A very busy road in Liverpool could be up for a huge redesign - including going underground - to help better connect the city centre with a £1 billion waterfront development. City and regional bosses have expressed excitement about the ongoing plans for a £1bn skyscraper development plan to commence on the edge of Liverpool city centre.
The project would mean nearly 3,000 homes and 400 hotel rooms would be built on land known as the King Edward Triangle on a site based on Gibraltar Row, close to The Strand - the waterfront dual-carriageway that thousands of drivers pass through every single day.

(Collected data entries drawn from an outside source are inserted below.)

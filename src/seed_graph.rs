//! Topic dependency graph over a loaded seed's modules (§4.6 step 1-2).
//!
//! Grounded on the same acyclic-ordering shape as `crate::migration`'s dependency
//! checks, but edges here come from `Provides`/`Requires` topic sets rather than
//! explicit predecessor names.

use std::collections::{BTreeSet, HashSet, VecDeque};

use crate::error::SeedError;
use crate::seed::{SeedModule, INIT_MODULE};

/// A validated, ready-to-schedule view over a seed's modules: each module's index
/// plus the set of module indices it depends on (must complete first).
#[derive(Debug, Clone)]
pub struct SeedGraph {
    modules: Vec<SeedModule>,
    depends_on: Vec<BTreeSet<usize>>,
}

impl SeedGraph {
    /// Builds and validates the topic graph for `modules`. Returns
    /// [`SeedError::UnprovidedTopic`] or [`SeedError::Cycle`] if validation fails.
    pub fn build(modules: Vec<SeedModule>) -> Result<Self, SeedError> {
        let n = modules.len();
        let mut depends_on: Vec<BTreeSet<usize>> = vec![BTreeSet::new(); n];

        let init_idx = modules.iter().position(|m| m.name.eq_ignore_ascii_case(INIT_MODULE));
        let explicit_init_providers: HashSet<usize> =
            modules.iter().enumerate().filter(|(_, m)| m.provides_topic(INIT_MODULE)).map(|(i, _)| i).collect();

        // Implicit predecessor: every module that neither is nor explicitly provides
        // `init` depends on the synthetic init module, per §4.6 step 1.
        if let Some(init_idx) = init_idx {
            for i in 0..n {
                if i != init_idx && !explicit_init_providers.contains(&i) {
                    depends_on[i].insert(init_idx);
                }
            }
        }

        for (i, module) in modules.iter().enumerate() {
            for topic in &module.requires {
                let providers: Vec<usize> = modules
                    .iter()
                    .enumerate()
                    .filter(|(j, m)| *j != i && m.provides_topic(topic))
                    .map(|(j, _)| j)
                    .collect();
                if providers.is_empty() {
                    return Err(SeedError::UnprovidedTopic(topic.clone()));
                }
                depends_on[i].extend(providers);
            }
        }

        if has_cycle(&depends_on) {
            return Err(SeedError::Cycle);
        }

        Ok(SeedGraph { modules, depends_on })
    }

    pub fn modules(&self) -> &[SeedModule] {
        &self.modules
    }

    pub fn depends_on(&self, index: usize) -> &BTreeSet<usize> {
        &self.depends_on[index]
    }

    pub fn len(&self) -> usize {
        self.modules.len()
    }

    pub fn is_empty(&self) -> bool {
        self.modules.is_empty()
    }

    /// Modules with no unmet dependencies among `completed`.
    pub fn ready(&self, completed: &BTreeSet<usize>) -> Vec<usize> {
        (0..self.len())
            .filter(|i| !completed.contains(i) && self.depends_on[*i].is_subset(completed))
            .collect()
    }
}

fn has_cycle(depends_on: &[BTreeSet<usize>]) -> bool {
    let n = depends_on.len();
    // Kahn's algorithm: an edge i -> d (i depends on d) means d must be processed
    // before i, so in-degree here counts unresolved dependencies of i.
    let mut in_degree: Vec<usize> = depends_on.iter().map(|d| d.len()).collect();
    let mut dependents: Vec<Vec<usize>> = vec![Vec::new(); n];
    for (i, deps) in depends_on.iter().enumerate() {
        for &d in deps {
            dependents[d].push(i);
        }
    }

    let mut queue: VecDeque<usize> = (0..n).filter(|&i| in_degree[i] == 0).collect();
    let mut visited = 0;
    while let Some(i) = queue.pop_front() {
        visited += 1;
        for &dep in &dependents[i] {
            in_degree[dep] -= 1;
            if in_degree[dep] == 0 {
                queue.push_back(dep);
            }
        }
    }
    visited != n
}
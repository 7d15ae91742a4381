//! Applies a [`MigrationPlan`] to one target, one phase at a time (§4.4).
//!
//! Each phase pass is a plain sequential loop over the plan's per-phase list: unlike
//! the seed applicator there is no dependency queue to schedule here, since the
//! planner already resolved ordering and promoted content to the phase it can safely
//! run in. Grounded on `refinery_core`'s own migration runner, which likewise walks a
//! pre-sorted list and calls `AsyncExecutor::execute` per migration.

use tokio_util::sync::CancellationToken;

use crate::connection::TargetConnection;
use crate::error::MigrationError;
use crate::migration::{Migration, Phase};
use crate::plan::MigrationPlan;

/// Runs every plan item scheduled for `phase` against `conn`, in order.
///
/// `migrations` is the same slice the plan's indices refer to; executed content
/// advances each migration's local `State` so a later phase call in the same process
/// observes up-to-date applied state without re-querying the target.
pub async fn apply_migration_phase(
    conn: &mut dyn TargetConnection,
    migrations: &mut [Migration],
    plan: &MigrationPlan,
    phase: Phase,
    cancel: &CancellationToken,
) -> Result<(), MigrationError> {
    let items = plan_items_for_phase(migrations, plan, phase);

    for (i, authored_phase) in items {
        check_phase_order(&migrations[i], authored_phase, phase)?;

        conn.execute_migration_content(&migrations[i], authored_phase, cancel)
            .await
            .map_err(|source| MigrationError::Execution { migration: migrations[i].name().to_string(), phase: authored_phase, source })?;
        migrations[i].advance_state(authored_phase);
    }

    Ok(())
}

/// `(migration index, authored phase whose content actually runs)` pairs for `phase`.
/// `Pre`/`Post` lists carry bare indices since their content's authored phase always
/// equals the list's own phase (`Pre` content never promotes backward); `Core`
/// already carries the authored phase, since both native `Core` content and promoted
/// `Pre` content can land there.
fn plan_items_for_phase(migrations: &[Migration], plan: &MigrationPlan, phase: Phase) -> Vec<(usize, Phase)> {
    match phase {
        Phase::Pre => plan.pre.iter().map(|&i| (i, Phase::Pre)).collect(),
        Phase::Core => plan.core.clone(),
        Phase::Post => plan
            .post
            .iter()
            .flat_map(|&i| {
                Phase::ALL
                    .into_iter()
                    .filter(move |&p| migrations[i].content(p).planned_phase == Some(Phase::Post))
                    .map(move |p| (i, p))
            })
            .collect(),
    }
}

/// Guards against running `authored_phase`'s content out of order: every required,
/// still-unapplied phase earlier than `current_phase` must already be satisfied
/// (§4.4: "If PlannedPhase < currentPhase and IsRequired ... stop and report").
fn check_phase_order(migration: &Migration, authored_phase: Phase, current_phase: Phase) -> Result<(), MigrationError> {
    for p in Phase::ALL {
        if p == authored_phase || rank(p) >= rank(current_phase) {
            continue;
        }
        if migration.content(p).is_required && !migration.is_applied_through(p) {
            return Err(MigrationError::PhaseOutOfOrder {
                migration: migration.name().to_string(),
                phase: p,
                current_phase,
            });
        }
    }
    Ok(())
}

fn rank(phase: Phase) -> u8 {
    match phase {
        Phase::Pre => 0,
        Phase::Core => 1,
        Phase::Post => 2,
    }
}
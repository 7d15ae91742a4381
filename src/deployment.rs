//! A concrete [`TargetApplicator`] (§4.1, §9) wiring discovery/loading (done once by
//! the caller) through to execution for one target: builds a migration plan against
//! that target's applied state, runs it phase by phase, then schedules and runs the
//! seed graph, reporting every step through [`Console`] and honoring
//! `SessionOptions::is_what_if_mode` via [`WhatIfConnectionFactory`] (§4.4, §4.8).

use std::sync::Arc;

use async_trait::async_trait;
use tokio_util::sync::CancellationToken;

use crate::connection::{ConnectionFactory, WhatIfConnectionFactory};
use crate::console::{ApplyKind, Console, Disposition};
use crate::error::SessionFailure;
use crate::limiter::Limiter;
use crate::migration::{Diagnostic, Migration, Phase};
use crate::migration_applicator::apply_migration_phase;
use crate::plan::{build_plan, MigrationPlan};
use crate::seed_applicator::apply_seed;
use crate::seed_graph::SeedGraph;
use crate::session::{SessionOptions, TargetApplicator};
use crate::target::Target;

fn effective_or_cpus(requested: usize) -> usize {
    if requested == 0 {
        num_cpus::get()
    } else {
        requested
    }
}

/// Applies a fixed set of discovered migrations and, optionally, one loaded seed's
/// dependency graph to every target a [`crate::session::Session`] fans out to.
pub struct DeploymentApplicator {
    connection_factory: Arc<dyn ConnectionFactory>,
    console: Arc<dyn Console>,
    migrations: Vec<Migration>,
    seed: Option<(String, SeedGraph)>,
    seed_worker_count: usize,
}

impl DeploymentApplicator {
    pub fn new(
        connection_factory: Arc<dyn ConnectionFactory>,
        console: Arc<dyn Console>,
        migrations: Vec<Migration>,
        seed: Option<(String, SeedGraph)>,
        options: &SessionOptions,
    ) -> Self {
        let connection_factory = if options.is_what_if_mode {
            Arc::new(WhatIfConnectionFactory::new(connection_factory)) as Arc<dyn ConnectionFactory>
        } else {
            connection_factory
        };
        DeploymentApplicator {
            connection_factory,
            console,
            migrations,
            seed,
            seed_worker_count: effective_or_cpus(options.max_parallelism_per_target),
        }
    }

    async fn apply_migrations(
        &self,
        target: &Target,
        full_name: &str,
        limiter: &Arc<dyn Limiter>,
        cancel: &CancellationToken,
    ) -> Result<(), SessionFailure> {
        let mut conn = self.connection_factory.open(cancel).await?;
        conn.initialize_migration_support(cancel).await?;

        let mut migrations = self.migrations.clone();
        let applied = conn.get_applied_migrations(None, cancel).await?;
        let plan = build_plan(&mut migrations, &applied)?;

        for phase in Phase::ALL {
            if plan.is_empty(phase, &migrations) {
                continue;
            }
            let kind = ApplyKind::Migration { phase };
            let names = phase_item_names(&migrations, &plan, phase);

            self.console.report_starting(full_name, &kind);
            let mut log = self.console.create_log(target.server_display_name(), target.database_display_name(), &kind);
            for name in &names {
                self.console.report_applying(full_name, &kind, name);
                log.write_line(&format!("applying {name}"));
            }

            let scope = limiter.acquire(cancel).await.map_err(|e| crate::error::ConnectionError::new("acquire limiter", e))?;
            let result = apply_migration_phase(conn.as_mut(), &mut migrations, &plan, phase, cancel).await;
            drop(scope);

            match result {
                Ok(()) => {
                    for name in &names {
                        self.console.report_applied(full_name, &kind, name);
                        log.write_line(&format!("applied {name}"));
                    }
                    log.finish(names.len(), Disposition::Successful);
                }
                Err(e) => {
                    self.console.report_problem(full_name, &Diagnostic::error(e.to_string()));
                    log.finish(0, Disposition::Failed);
                    return Err(e.into());
                }
            }
        }

        conn.dispose().await;
        Ok(())
    }

    async fn apply_seed_if_present(
        &self,
        target: &Target,
        full_name: &str,
        limiter: &Arc<dyn Limiter>,
        cancel: &CancellationToken,
    ) -> Result<(), SessionFailure> {
        let Some((name, graph)) = &self.seed else {
            return Ok(());
        };

        let kind = ApplyKind::Seed { name: name.clone() };
        let module_count = graph.len();
        self.console.report_starting(full_name, &kind);
        let mut log = self.console.create_log(target.server_display_name(), target.database_display_name(), &kind);

        let result = apply_seed(graph.clone(), self.connection_factory.clone(), limiter.clone(), self.seed_worker_count, cancel.clone()).await;

        match result {
            Ok(()) => {
                self.console.report_applied(full_name, &kind, name);
                log.finish(module_count, Disposition::Successful);
                Ok(())
            }
            Err(e) => {
                self.console.report_problem(full_name, &Diagnostic::error(e.to_string()));
                log.finish(0, Disposition::Failed);
                Err(e.into())
            }
        }
    }
}

#[async_trait]
impl TargetApplicator for DeploymentApplicator {
    async fn apply(&self, target: &Target, limiter: Arc<dyn Limiter>, cancel: CancellationToken) -> Result<(), SessionFailure> {
        let full_name = target.full_display_name();
        self.apply_migrations(target, &full_name, &limiter, &cancel).await?;
        self.apply_seed_if_present(target, &full_name, &limiter, &cancel).await?;
        Ok(())
    }
}

/// Names of the migrations eligible in `phase`, in plan order, for reporting.
fn phase_item_names(migrations: &[Migration], plan: &MigrationPlan, phase: Phase) -> Vec<String> {
    match phase {
        Phase::Pre => plan.pre.iter().map(|&i| migrations[i].name().to_string()).collect(),
        Phase::Core => plan.core.iter().map(|&(i, _)| migrations[i].name().to_string()).collect(),
        Phase::Post => plan.post.iter().map(|&i| migrations[i].name().to_string()).collect(),
    }
}

#[cfg(test)]
mod tests {
    use super::*;
    use crate::connection::{AppliedMigrationRow, RunId, TargetConnection};
    use crate::console::NullConsole;
    use crate::error::ConnectionError;
    use crate::limiter::NullLimiter;
    use crate::seed::SeedModule;
    use std::path::PathBuf;
    use std::sync::Mutex;

    struct RecordingConnection {
        executed: Arc<Mutex<Vec<String>>>,
        applied: Vec<AppliedMigrationRow>,
    }

    #[async_trait]
    impl TargetConnection for RecordingConnection {
        async fn open(&mut self, _cancel: &CancellationToken) -> Result<(), ConnectionError> {
            Ok(())
        }
        async fn initialize_migration_support(&mut self, _cancel: &CancellationToken) -> Result<(), ConnectionError> {
            Ok(())
        }
        async fn prepare(&mut self, _run_id: RunId, _worker_id: i32, _cancel: &CancellationToken) -> Result<(), ConnectionError> {
            Ok(())
        }
        async fn get_applied_migrations(
            &mut self,
            _earliest_name: Option<&str>,
            _cancel: &CancellationToken,
        ) -> Result<Vec<AppliedMigrationRow>, ConnectionError> {
            Ok(self.applied.clone())
        }
        async fn execute_migration_content(
            &mut self,
            migration: &Migration,
            phase: Phase,
            _cancel: &CancellationToken,
        ) -> Result<(), ConnectionError> {
            self.executed.lock().unwrap().push(format!("{}:{phase:?}", migration.name()));
            Ok(())
        }
        async fn execute_seed_batch(&mut self, sql: &str, _cancel: &CancellationToken) -> Result<(), ConnectionError> {
            self.executed.lock().unwrap().push(sql.to_string());
            Ok(())
        }
        async fn dispose(&mut self) {}
    }

    struct RecordingFactory {
        executed: Arc<Mutex<Vec<String>>>,
    }

    #[async_trait]
    impl ConnectionFactory for RecordingFactory {
        async fn open(&self, _cancel: &CancellationToken) -> Result<Box<dyn TargetConnection>, ConnectionError> {
            Ok(Box::new(RecordingConnection { executed: self.executed.clone(), applied: Vec::new() }))
        }
    }

    fn target() -> Target {
        Target::new("conn", None, "srv01", "AppDb")
    }

    #[tokio::test]
    async fn applies_migrations_and_seed_through_the_apply_path() {
        let executed = Arc::new(Mutex::new(Vec::new()));
        let factory: Arc<dyn ConnectionFactory> = Arc::new(RecordingFactory { executed: executed.clone() });
        let migrations = vec![Migration::new(
            "A",
            Some(PathBuf::from("A/_Main.sql")),
            Some("select 1;".to_string()),
            None,
            None,
            Vec::new(),
        )];
        let mut init = SeedModule::new("init");
        init.batches = vec!["select 'seed';".to_string()];
        let graph = SeedGraph::build(vec![init]).unwrap();

        let applicator = DeploymentApplicator::new(
            factory,
            Arc::new(NullConsole),
            migrations,
            Some(("Lookups".to_string(), graph)),
            &SessionOptions::new(),
        );

        let limiter: Arc<dyn Limiter> = Arc::new(NullLimiter);
        applicator.apply(&target(), limiter, CancellationToken::new()).await.unwrap();

        let executed = executed.lock().unwrap();
        assert!(executed.contains(&"A:Pre".to_string()));
        assert!(executed.contains(&"select 'seed';".to_string()));
    }

    #[tokio::test]
    async fn what_if_mode_suppresses_migration_and_seed_writes() {
        let executed = Arc::new(Mutex::new(Vec::new()));
        let factory: Arc<dyn ConnectionFactory> = Arc::new(RecordingFactory { executed: executed.clone() });
        let migrations = vec![Migration::new(
            "A",
            Some(PathBuf::from("A/_Main.sql")),
            Some("select 1;".to_string()),
            None,
            None,
            Vec::new(),
        )];

        let applicator = DeploymentApplicator::new(
            factory,
            Arc::new(NullConsole),
            migrations,
            None,
            &SessionOptions::new().with_what_if_mode(true),
        );

        let limiter: Arc<dyn Limiter> = Arc::new(NullLimiter);
        applicator.apply(&target(), limiter, CancellationToken::new()).await.unwrap();

        assert!(executed.lock().unwrap().is_empty());
    }

    #[tokio::test]
    async fn a_failing_phase_is_reported_and_stops_before_the_seed() {
        struct FailingConnection;

        #[async_trait]
        impl TargetConnection for FailingConnection {
            async fn open(&mut self, _cancel: &CancellationToken) -> Result<(), ConnectionError> {
                Ok(())
            }
            async fn initialize_migration_support(&mut self, _cancel: &CancellationToken) -> Result<(), ConnectionError> {
                Ok(())
            }
            async fn prepare(&mut self, _run_id: RunId, _worker_id: i32, _cancel: &CancellationToken) -> Result<(), ConnectionError> {
                Ok(())
            }
            async fn get_applied_migrations(
                &mut self,
                _earliest_name: Option<&str>,
                _cancel: &CancellationToken,
            ) -> Result<Vec<AppliedMigrationRow>, ConnectionError> {
                Ok(Vec::new())
            }
            async fn execute_migration_content(
                &mut self,
                _migration: &Migration,
                _phase: Phase,
                _cancel: &CancellationToken,
            ) -> Result<(), ConnectionError> {
                Err(ConnectionError::new("execute", std::io::Error::new(std::io::ErrorKind::Other, "boom")))
            }
            async fn execute_seed_batch(&mut self, _sql: &str, _cancel: &CancellationToken) -> Result<(), ConnectionError> {
                Ok(())
            }
            async fn dispose(&mut self) {}
        }

        struct FailingFactory;
        #[async_trait]
        impl ConnectionFactory for FailingFactory {
            async fn open(&self, _cancel: &CancellationToken) -> Result<Box<dyn TargetConnection>, ConnectionError> {
                Ok(Box::new(FailingConnection))
            }
        }

        let migrations = vec![Migration::new(
            "A",
            Some(PathBuf::from("A/_Main.sql")),
            Some("select 1;".to_string()),
            None,
            None,
            Vec::new(),
        )];
        let applicator = DeploymentApplicator::new(
            Arc::new(FailingFactory),
            Arc::new(NullConsole),
            migrations,
            None,
            &SessionOptions::new(),
        );

        let limiter: Arc<dyn Limiter> = Arc::new(NullLimiter);
        let result = applicator.apply(&target(), limiter, CancellationToken::new()).await;
        assert!(matches!(result, Err(SessionFailure::Migration(crate::error::MigrationError::Execution { .. }))));
    }
}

The evolving plans come via a partnership between Beetham and the TJ Morris group, which operates the Home Bargains empire. and could include a new 25,000 sq ft arena, the city's first AA five-star hotel, and more commercial business space.
Speaking at the launch of the Liverpool City Region 10-year growth plan at the University of Liverpool, Metro Mayor Steve Rotheram confirmed the ambition could be to change The Strand, and make it so it would go underground and underneath the new King Edward development.
Explaining this idea, he told the ECHO: "What we (the combined authority) will provide is the means for the others to do some of these things. If for instance, the ambition is that we can take the Strand under and then have it appear somewhere else, that will need us the strategic authority working with the city council.
"The ambition is, that if we build the first bit of it, is then somehow how to connect it. At the moment Leeds Street and The Strand are in the way.
He added: "So wouldn't it be brilliant if we could get over that as a hurdle and then you could connect the whole of that corridor?"
Speaking at an event last year, Liverpool Council's head of planning Samantha Campbell brought up the transformational idea.
In comments reported by Place North West, Ms Campbell said that sinking The Strand was a "radical intervention" that could create a seamless connection between the city centre and the King Edward Triangle and beyond to the rest of the northern docks.
The King Edward plans continue to move forward as a planning application was submitted in June for a 28-storey, 255-unit building to form part of the development. It is understood that it will be ruled on this autumn.